» **Exercise objective**:
Collect the lines of the entries where "NodeId" shows up.

START Data to examine

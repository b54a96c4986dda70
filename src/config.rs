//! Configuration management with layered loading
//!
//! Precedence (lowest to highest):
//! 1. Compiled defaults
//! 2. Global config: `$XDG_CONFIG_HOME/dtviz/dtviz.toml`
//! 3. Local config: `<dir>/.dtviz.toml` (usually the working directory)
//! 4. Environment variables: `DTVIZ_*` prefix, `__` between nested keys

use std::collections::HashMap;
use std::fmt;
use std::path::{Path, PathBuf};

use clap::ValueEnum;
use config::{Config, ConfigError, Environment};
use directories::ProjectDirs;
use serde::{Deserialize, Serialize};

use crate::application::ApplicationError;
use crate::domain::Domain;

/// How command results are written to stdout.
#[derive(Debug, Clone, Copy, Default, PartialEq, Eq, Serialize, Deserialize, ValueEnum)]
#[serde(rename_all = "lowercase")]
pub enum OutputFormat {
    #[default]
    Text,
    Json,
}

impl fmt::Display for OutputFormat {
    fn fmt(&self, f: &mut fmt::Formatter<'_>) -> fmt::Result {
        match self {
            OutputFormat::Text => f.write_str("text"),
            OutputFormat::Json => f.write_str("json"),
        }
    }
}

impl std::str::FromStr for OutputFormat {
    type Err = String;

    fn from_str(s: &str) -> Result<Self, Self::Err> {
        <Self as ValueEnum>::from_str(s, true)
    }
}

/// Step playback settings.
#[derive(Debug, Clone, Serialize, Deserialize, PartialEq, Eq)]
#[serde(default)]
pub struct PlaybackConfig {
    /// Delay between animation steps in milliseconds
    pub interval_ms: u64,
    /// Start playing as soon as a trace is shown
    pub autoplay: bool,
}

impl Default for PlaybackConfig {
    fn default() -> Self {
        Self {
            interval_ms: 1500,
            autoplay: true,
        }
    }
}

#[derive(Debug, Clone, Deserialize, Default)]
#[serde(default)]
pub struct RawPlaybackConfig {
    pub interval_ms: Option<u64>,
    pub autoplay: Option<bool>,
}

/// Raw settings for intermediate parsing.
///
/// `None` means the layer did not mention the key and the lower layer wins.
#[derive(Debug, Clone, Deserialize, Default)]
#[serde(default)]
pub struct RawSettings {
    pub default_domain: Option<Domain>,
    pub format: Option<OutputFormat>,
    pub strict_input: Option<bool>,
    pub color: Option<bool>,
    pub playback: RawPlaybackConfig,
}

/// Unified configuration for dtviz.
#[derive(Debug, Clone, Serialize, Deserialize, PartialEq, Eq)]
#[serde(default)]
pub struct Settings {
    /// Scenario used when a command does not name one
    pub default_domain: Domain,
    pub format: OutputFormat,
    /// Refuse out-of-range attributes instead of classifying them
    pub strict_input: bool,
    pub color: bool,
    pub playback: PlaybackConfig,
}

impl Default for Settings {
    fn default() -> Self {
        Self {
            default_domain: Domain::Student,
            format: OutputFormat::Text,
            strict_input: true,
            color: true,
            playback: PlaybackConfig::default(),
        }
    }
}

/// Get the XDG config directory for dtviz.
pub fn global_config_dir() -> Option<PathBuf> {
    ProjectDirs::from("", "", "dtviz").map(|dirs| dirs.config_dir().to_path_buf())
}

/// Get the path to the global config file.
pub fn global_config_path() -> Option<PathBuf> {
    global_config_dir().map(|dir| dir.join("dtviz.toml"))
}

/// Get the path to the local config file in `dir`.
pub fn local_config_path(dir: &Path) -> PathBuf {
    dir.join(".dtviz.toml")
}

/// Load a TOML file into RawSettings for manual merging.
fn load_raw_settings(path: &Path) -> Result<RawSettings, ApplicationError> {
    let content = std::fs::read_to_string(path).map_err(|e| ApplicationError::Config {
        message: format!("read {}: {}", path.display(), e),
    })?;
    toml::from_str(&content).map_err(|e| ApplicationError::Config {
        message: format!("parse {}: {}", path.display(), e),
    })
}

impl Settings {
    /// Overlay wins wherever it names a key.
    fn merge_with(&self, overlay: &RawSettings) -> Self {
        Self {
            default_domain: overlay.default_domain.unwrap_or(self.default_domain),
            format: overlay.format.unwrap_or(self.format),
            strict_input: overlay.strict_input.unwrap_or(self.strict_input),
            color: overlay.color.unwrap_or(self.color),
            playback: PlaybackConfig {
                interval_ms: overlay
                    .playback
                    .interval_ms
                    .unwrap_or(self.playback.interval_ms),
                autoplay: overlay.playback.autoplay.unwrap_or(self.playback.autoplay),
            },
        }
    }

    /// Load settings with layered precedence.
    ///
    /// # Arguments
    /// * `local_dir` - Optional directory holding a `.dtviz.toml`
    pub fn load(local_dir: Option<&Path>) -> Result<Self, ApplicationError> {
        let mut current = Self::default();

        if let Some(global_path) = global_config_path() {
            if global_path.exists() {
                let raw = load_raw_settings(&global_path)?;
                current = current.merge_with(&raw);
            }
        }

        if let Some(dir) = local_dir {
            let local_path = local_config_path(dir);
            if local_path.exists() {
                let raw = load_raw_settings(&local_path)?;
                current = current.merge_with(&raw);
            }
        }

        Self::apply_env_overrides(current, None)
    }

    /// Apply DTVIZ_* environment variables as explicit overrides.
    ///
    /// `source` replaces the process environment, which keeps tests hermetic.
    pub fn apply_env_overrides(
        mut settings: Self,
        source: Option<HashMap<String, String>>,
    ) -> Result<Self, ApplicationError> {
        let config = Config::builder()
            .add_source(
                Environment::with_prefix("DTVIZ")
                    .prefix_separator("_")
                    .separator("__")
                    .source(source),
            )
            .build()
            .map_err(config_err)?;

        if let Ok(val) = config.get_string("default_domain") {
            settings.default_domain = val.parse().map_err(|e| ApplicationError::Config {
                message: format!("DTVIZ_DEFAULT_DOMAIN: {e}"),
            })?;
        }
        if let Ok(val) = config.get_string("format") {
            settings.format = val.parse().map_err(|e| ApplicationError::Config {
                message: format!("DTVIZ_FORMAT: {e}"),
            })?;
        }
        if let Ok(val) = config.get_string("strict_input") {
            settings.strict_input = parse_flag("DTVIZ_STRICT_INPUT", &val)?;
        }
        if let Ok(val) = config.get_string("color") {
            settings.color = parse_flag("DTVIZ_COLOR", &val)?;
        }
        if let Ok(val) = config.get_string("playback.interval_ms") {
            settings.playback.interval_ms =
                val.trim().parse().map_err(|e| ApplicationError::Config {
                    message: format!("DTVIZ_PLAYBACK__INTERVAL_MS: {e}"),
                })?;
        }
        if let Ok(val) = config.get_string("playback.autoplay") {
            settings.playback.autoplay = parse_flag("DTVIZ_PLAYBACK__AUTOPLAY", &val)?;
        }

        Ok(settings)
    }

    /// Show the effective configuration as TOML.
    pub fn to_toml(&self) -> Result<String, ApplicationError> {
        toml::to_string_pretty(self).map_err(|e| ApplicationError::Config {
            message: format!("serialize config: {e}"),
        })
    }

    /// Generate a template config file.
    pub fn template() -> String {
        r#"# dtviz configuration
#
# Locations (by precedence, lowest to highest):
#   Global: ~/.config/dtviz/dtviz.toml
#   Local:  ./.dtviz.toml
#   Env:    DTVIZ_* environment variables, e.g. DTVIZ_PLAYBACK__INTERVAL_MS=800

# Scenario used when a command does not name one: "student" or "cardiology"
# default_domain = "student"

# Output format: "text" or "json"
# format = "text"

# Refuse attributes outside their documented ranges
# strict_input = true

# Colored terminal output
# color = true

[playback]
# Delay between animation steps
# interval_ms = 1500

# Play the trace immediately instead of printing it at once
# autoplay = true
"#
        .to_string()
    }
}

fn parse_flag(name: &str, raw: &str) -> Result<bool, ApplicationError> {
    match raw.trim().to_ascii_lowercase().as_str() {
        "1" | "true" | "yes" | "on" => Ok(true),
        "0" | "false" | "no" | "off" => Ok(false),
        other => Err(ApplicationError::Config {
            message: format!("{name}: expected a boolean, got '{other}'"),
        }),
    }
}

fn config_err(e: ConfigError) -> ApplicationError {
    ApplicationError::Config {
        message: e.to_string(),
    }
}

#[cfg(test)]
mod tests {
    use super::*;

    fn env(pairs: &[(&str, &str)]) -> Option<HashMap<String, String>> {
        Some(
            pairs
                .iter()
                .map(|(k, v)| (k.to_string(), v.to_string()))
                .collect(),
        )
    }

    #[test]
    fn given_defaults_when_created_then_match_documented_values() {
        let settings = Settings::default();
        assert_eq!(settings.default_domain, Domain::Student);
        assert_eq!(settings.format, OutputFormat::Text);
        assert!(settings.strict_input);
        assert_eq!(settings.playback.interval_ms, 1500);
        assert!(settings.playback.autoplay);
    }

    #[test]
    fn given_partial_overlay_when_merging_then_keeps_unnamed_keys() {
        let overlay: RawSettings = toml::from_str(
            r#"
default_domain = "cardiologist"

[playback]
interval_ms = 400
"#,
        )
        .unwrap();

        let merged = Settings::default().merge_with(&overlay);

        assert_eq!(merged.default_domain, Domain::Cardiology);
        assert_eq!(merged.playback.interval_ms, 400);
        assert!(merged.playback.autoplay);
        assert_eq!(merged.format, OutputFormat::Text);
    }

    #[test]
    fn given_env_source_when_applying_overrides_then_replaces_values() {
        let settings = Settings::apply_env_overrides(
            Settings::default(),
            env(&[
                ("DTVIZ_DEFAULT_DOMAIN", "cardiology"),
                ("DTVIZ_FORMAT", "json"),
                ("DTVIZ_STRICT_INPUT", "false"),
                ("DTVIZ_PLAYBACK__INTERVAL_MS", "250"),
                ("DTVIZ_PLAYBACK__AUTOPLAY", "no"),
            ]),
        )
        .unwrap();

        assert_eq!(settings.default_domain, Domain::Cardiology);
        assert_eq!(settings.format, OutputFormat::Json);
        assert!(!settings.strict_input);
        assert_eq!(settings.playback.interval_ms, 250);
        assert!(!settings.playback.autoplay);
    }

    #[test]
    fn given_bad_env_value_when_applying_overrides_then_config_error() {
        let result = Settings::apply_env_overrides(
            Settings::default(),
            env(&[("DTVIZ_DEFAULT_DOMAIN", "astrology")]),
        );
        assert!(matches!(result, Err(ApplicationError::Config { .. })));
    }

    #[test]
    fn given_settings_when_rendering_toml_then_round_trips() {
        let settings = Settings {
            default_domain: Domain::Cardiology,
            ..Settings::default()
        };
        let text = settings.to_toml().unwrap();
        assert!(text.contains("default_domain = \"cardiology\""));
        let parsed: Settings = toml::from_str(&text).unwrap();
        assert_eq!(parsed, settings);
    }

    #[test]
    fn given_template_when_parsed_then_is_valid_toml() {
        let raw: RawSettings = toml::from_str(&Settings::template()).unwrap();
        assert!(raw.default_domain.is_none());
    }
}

END Data to examine
START Data to examine

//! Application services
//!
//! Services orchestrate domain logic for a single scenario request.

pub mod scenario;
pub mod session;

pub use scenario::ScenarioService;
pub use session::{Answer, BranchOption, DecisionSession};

END Data to examine
START Data to examine

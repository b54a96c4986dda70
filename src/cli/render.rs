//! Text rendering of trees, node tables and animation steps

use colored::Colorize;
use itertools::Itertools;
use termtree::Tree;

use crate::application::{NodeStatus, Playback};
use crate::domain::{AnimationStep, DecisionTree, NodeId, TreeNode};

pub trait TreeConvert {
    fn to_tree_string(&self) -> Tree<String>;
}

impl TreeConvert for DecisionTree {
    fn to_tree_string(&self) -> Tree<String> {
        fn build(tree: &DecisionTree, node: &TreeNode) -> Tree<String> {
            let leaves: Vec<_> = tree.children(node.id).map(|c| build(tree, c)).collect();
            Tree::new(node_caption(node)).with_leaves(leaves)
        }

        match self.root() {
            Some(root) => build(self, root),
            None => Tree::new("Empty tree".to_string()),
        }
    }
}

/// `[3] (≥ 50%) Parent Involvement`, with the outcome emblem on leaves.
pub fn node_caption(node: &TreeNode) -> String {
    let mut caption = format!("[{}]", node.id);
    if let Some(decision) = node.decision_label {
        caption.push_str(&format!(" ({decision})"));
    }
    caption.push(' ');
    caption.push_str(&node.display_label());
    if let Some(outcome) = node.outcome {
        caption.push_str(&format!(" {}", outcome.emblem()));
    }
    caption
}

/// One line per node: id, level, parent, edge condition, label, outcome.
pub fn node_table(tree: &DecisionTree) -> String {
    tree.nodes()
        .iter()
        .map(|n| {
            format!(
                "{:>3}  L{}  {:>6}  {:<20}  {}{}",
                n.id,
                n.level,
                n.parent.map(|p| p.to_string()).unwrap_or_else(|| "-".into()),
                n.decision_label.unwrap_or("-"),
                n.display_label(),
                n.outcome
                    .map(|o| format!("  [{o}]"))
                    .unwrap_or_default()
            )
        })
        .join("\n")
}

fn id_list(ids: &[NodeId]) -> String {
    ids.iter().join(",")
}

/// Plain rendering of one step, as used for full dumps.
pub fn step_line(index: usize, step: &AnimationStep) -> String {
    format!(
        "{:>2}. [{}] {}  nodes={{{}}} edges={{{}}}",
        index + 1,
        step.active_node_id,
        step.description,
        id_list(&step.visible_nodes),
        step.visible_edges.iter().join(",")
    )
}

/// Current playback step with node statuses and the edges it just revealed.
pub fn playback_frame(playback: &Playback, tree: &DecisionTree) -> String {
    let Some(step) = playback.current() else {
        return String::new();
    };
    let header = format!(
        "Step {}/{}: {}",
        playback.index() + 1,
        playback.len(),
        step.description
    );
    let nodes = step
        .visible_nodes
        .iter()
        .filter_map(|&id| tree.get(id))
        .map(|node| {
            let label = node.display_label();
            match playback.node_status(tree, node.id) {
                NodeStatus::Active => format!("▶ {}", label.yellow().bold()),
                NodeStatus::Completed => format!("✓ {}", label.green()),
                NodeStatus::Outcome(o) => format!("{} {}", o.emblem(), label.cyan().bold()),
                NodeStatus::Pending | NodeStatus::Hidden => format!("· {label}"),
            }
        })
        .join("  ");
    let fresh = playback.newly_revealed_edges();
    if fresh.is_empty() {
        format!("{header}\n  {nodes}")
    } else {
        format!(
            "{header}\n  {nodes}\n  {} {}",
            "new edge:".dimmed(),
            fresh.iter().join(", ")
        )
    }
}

END Data to examine

» **Exercise result**:
use crate::domain::{AnimationStep, DecisionTree, NodeId, TreeNode};
fn id_list(ids: &[NodeId]) -> String {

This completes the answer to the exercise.